# Rivets?



## takevin (Apr 25, 2010)

Going to start a custom steam loco project soon, and thinking of what i will all need. One of them is rivets, a fellow member on here suggested a company that sells "little dots" on paper for rivets but couldn't recall the name. Anyone?


----------



## takevin (Apr 25, 2010)

Found a past post, didnt come up before in a previous search.


----------



## Mr Ron (Sep 23, 2009)

I think that was me, but I was looking for a source. I don't know if anyone produces such a product. I was looking for a thin strip about 1/8 to 1/4" wide, embossed with scale rivet heads. The heads need to be a scale 1" dia by about 3/16" high. The strip can be plastic, metal or card stock with a pressure sensitive backing. The strip would be similar to dymo label tape, but much thinner.


----------



## Jerry Barnes (Jan 2, 2008)

Archer Fine Transfers has some rivet detail, but it's in 1/35 scale. I make my 'rivets' by using metal duct tape, it has a backing you peel off before sticking it on. Cut strips( I use an old paper cutter) You emboss it first from the backside.
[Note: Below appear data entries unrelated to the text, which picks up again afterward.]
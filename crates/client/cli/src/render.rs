//! Plain-text board rendering.
//!
//! Cells show the top piece (`?` when face-down, upper case for Red, lower
//! case for Black) followed by the stack height when it is above one.

use std::fmt;

use banqi_core::{GameConfig, GameState, GameStatus, Position, Seat};

pub fn render_board(state: &GameState) -> String {
    BoardView(state).to_string()
}

/// Display adapter drawing the grid, both hands and the status line.
struct BoardView<'a>(&'a GameState);

impl fmt::Display for BoardView<'_> {
    fn fmt(&self, f: &mut fmt::Formatter<'_>) -> fmt::Result {
        let state = self.0;

        write!(f, "   ")?;
        for col in 0..GameConfig::COLS {
            write!(f, "{col:>4}")?;
        }
        writeln!(f)?;

        for row in 0..GameConfig::ROWS {
            write!(f, "{row:>3}")?;
            for col in 0..GameConfig::COLS {
                let cell = match state.board.get(Position::new(row, col)) {
                    None => ".".to_string(),
                    Some(stack) if stack.weight() > 1 => {
                        format!("{}{}", stack.top(), stack.weight())
                    }
                    Some(stack) => stack.top().to_string(),
                };
                write!(f, "{cell:>4}")?;
            }
            writeln!(f)?;
        }

        for seat in Seat::ALL {
            let player = state.player(seat);
            let color = player
                .color
                .map_or_else(|| "unassigned".to_string(), |color| color.to_string());
            let hand: String = player.hand.pieces().iter().map(ToString::to_string).collect();
            writeln!(f, "{seat} ({color}) hand: [{hand}]")?;
        }

        match state.status {
            GameStatus::InProgress => {
                write!(f, "turn {}: {} to act", state.turn.number, state.active_seat())?;
                if let Some(at) = state.pending_chain() {
                    write!(f, ", chain pending at {at}")?;
                }
                writeln!(f)
            }
            GameStatus::Finished { winner, reason } => {
                writeln!(f, "finished: {winner} wins ({reason:?})")
            }
        }
    }
}
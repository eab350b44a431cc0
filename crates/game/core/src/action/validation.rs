//! Checks shared by several action kinds.

use super::ActionError;
use crate::state::{ChainState, GameState, Position, Seat, Stack};

/// FLIP, DEPLOY and RETRIEVE are only accepted while no chain is pending.
pub(super) fn require_idle(state: &GameState) -> Result<(), ActionError> {
    match state.turn.chain {
        ChainState::Idle => Ok(()),
        ChainState::Chaining { at } => Err(ActionError::ChainPending { at }),
    }
}

pub(super) fn require_on_board(position: Position) -> Result<(), ActionError> {
    if position.is_on_board() {
        Ok(())
    } else {
        Err(ActionError::OffBoard { position })
    }
}

/// The face-up stack at `position`, provided `actor` controls it.
pub(super) fn owned_stack(
    state: &GameState,
    actor: Seat,
    position: Position,
) -> Result<&Stack, ActionError> {
    let stack = state
        .board
        .get(position)
        .ok_or(ActionError::EmptyCell { position })?;
    if !stack.is_revealed() {
        return Err(ActionError::HiddenPiece { position });
    }
    if !state.player(actor).owns(stack.owner()) {
        return Err(ActionError::NotOwner { position });
    }
    Ok(stack)
}

/// Post-condition for every cell an action wrote to.
pub(super) fn check_stack_limit(state: &GameState, position: Position) -> Result<(), ActionError> {
    match state.board.get(position) {
        Some(stack) if !stack.within_limit() => Err(ActionError::StackLimitBroken { position }),
        _ => Ok(()),
    }
}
I use pounce wheels and sewing pattern wheels. Handles with a round disc that has triangle points on the outside rim. Look at my UP caboose build in the modeling forum.


----------



## Pete Thornton (Jan 2, 2008)

Kevin, 
I use Google to search MLS - try something like "site:mylargescale.com rivets" came up two threads, one with a plastic rivet head supplier: 
Cambrian Models NA-7 : http://www.cambrianmodels.co.uk/16intro.html 

http://www.mylargescale.com/Community/Forums/tabid/56/aft/11368/Default.aspx 

http://www.mylargescale.com/Community/Forums/tabid/56/aff/8/aft/113346/afv/topic/Default.aspx


----------



## david bunn (Jan 4, 2008)

The stick on rivets are available from some model military vehicle stockists,I think they are 1.35th and would seem to be pricey if you wanted to rivet a loco and tender with them. 
Regards 
David


----------



## Jerry Barnes (Jan 2, 2008)

Phil's Narrow gauge has some strips with embossed rivets. In the 'parts' section of his web site.


----------



## bdp3wsy (Mar 14, 2008)

Here's the easy way to do rivets. They look great and go on fast once you have practiced. Jake 

http://www.youtube.com/watch?v=_s7mgQa8Gpc


----------